*** Opening of RECORD EXTRACTS ***

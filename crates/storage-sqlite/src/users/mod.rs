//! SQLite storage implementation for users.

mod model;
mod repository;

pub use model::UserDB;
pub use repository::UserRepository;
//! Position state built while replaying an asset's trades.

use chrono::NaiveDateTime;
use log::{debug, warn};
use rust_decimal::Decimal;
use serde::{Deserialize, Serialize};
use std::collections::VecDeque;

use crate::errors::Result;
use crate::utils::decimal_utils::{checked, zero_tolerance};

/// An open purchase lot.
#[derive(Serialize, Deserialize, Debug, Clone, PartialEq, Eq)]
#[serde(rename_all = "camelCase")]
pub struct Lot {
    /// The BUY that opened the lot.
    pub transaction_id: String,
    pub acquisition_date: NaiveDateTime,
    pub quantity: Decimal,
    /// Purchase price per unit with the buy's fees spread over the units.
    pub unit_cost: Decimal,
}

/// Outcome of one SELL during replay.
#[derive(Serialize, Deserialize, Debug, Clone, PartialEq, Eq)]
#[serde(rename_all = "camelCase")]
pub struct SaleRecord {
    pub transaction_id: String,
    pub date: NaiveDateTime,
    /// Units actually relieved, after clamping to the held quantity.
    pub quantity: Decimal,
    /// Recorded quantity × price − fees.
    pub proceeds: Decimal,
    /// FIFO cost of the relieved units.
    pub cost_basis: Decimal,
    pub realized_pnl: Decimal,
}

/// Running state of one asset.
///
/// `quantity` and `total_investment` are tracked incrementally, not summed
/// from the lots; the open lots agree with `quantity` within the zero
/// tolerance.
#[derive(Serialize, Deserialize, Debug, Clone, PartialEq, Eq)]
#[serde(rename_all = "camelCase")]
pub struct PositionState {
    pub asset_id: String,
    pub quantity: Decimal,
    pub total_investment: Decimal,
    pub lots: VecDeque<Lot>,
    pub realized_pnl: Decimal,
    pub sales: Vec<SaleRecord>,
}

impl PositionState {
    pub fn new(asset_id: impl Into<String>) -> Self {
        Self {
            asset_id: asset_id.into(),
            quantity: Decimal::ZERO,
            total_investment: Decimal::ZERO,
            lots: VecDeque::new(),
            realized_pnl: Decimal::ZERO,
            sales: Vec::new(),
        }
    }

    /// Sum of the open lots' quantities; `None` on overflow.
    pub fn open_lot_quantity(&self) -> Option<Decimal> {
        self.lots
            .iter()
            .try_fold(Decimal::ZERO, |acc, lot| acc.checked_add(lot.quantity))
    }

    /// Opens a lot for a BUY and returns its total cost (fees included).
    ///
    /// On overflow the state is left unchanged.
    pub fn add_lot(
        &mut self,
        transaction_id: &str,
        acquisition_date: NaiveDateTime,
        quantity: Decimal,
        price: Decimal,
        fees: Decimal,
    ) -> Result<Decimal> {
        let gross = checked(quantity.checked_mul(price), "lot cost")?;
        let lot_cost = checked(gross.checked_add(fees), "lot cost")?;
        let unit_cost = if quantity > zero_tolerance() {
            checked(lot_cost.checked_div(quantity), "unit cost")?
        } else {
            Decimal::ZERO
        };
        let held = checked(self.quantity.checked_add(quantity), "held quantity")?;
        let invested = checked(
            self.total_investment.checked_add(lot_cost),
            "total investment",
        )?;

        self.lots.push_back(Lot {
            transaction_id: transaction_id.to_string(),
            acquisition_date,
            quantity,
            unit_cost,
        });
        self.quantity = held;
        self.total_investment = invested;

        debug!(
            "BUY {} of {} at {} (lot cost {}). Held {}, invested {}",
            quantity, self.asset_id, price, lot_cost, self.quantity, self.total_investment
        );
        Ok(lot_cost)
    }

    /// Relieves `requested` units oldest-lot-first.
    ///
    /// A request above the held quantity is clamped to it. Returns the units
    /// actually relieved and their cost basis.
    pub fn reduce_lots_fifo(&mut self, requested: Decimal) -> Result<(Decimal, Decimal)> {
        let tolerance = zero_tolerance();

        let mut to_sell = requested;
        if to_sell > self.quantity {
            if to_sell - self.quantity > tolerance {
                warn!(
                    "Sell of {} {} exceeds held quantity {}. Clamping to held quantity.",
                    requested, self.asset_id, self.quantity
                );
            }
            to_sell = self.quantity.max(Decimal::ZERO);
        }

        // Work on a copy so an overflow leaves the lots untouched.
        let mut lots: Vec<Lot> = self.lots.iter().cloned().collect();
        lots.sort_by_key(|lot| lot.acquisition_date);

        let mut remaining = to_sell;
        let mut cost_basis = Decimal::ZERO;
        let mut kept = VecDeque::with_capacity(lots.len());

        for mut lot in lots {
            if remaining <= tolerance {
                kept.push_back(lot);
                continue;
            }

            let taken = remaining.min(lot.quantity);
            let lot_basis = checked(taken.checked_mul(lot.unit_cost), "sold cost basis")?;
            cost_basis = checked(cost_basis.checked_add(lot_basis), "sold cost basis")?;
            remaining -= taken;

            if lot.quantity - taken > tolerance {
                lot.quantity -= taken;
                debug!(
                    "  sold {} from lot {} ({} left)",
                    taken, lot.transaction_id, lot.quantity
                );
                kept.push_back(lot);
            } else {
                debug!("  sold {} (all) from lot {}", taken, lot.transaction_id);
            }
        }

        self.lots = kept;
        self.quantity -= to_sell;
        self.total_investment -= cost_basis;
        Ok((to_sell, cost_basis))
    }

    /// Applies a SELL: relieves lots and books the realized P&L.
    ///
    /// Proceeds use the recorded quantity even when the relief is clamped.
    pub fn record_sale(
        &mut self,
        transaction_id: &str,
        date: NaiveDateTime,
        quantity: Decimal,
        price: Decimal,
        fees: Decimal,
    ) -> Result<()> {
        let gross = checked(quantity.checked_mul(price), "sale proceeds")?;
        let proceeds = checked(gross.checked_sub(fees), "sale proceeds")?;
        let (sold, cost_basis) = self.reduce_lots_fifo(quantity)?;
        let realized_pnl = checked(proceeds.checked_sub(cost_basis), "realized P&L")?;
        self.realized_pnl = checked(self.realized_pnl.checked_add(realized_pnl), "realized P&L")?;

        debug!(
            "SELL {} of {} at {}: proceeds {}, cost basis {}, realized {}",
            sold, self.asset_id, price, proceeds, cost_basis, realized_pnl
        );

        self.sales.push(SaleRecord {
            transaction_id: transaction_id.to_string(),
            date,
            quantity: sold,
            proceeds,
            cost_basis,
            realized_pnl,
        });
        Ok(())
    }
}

*** Close of RECORD EXTRACTS ***

• TASK
What lines in the records contain the word "Result"? Return each one.

• TASK ANSWER
use crate::errors::Result;
    ) -> Result<Decimal> {
    pub fn reduce_lots_fifo(&mut self, requested: Decimal) -> Result<(Decimal, Decimal)> {
    ) -> Result<()> {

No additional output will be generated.